After receiving a Bestwire News Report that indicated a Homeland Security Inspector concluded  that "Write Your Own" Insurance Companies did not overpay flood claims following Hurricane Katrina, I waded through the 48 page report to find out why the Inspector came to that conclusion. As I have said in earlier blog posts, flood adjusters paid and paid and paid some more. They gave every benefit of the doubt to policyholders. In some "slab" cases, they simply reviewed satellite photographs and then paid policy limits. They never went to the loss site.

Of the hundreds of clients we represented following Katrina, not one came to us with an argument regarding National Flood underpaying a loss. We had some underwriting denial cases, but, from everything I reviewed and heard from the street, National Flood was motivated to get the money paid fully and as quickly as possible.  This pleased the private insurance industry because it took some financial stress off their policyholders, who were not getting the same treatment from the private insurers. 

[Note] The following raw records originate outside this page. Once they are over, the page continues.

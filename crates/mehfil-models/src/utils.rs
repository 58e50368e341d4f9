//! Small text helpers shared across the pipeline.

/// Capitalize the first letter of every whitespace-separated word,
/// lowercasing the rest. Used when laying out title card text so sheet
/// entries like "chirag agarwal" and "LONDON" render uniformly.
pub fn title_case(s: &str) -> String {
    s.split_whitespace()
        .map(|word| {
            let mut chars = word.chars();
            match chars.next() {
                Some(first) => {
                    first.to_uppercase().collect::<String>() + &chars.as_str().to_lowercase()
                }
                None => String::new(),
            }
        })
        .collect::<Vec<_>>()
        .join(" ")
}
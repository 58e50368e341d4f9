//! Error types for roster loading.

use thiserror::Error;

/// Result type for roster operations.
pub type RosterResult<T> = Result<T, RosterError>;

/// Errors that can occur while loading the performer roster.
#[derive(Debug, Error)]
pub enum RosterError {
    #[error("cannot parse spreadsheet: {0}")]
    FileFormat(String),

    #[error("required column '{column}' not found in spreadsheet header")]
    MissingColumn { column: String },

    #[error("spreadsheet has no sheets")]
    NoSheet,

    #[error("IO error: {0}")]
    Io(#[from] std::io::Error),
}

impl From<calamine::Error> for RosterError {
    fn from(e: calamine::Error) -> Self {
        match e {
            calamine::Error::Io(io) => Self::Io(io),
            other => Self::FileFormat(other.to_string()),
        }
    }
}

Katrina destroyed Representative Gene Taylor’s home. He also wondered whether the private insurance companies were paying the maximum they could under their flood adjustments to lower their payments under the all risk or wind policies.  I brought a Rimkus engineer to  Representative Taylor’s office in Washington so he could hear first hand how reports were altered to reflect greater flood damage than the original report authored by the engineer.  After Rimkus attorneys "got to" the engineer, he stopped talking.  Representative Taylor called for this investigation. He had every reason to.  He is upset with the findings as well.  He expressed disappointment with Inspector Skinner’s report because it failed to elicit information from insurers about how they allocated damages when very little physical evidence was present. Taylor noted, "If the 1.5 percent of claims the report found where the NFIP paid for some wind damage is representative of the more than 165,000 claims caused by Katrina, it would mean the NFIP may have paid for wind damage in 2,500 claims for more than $500 million." 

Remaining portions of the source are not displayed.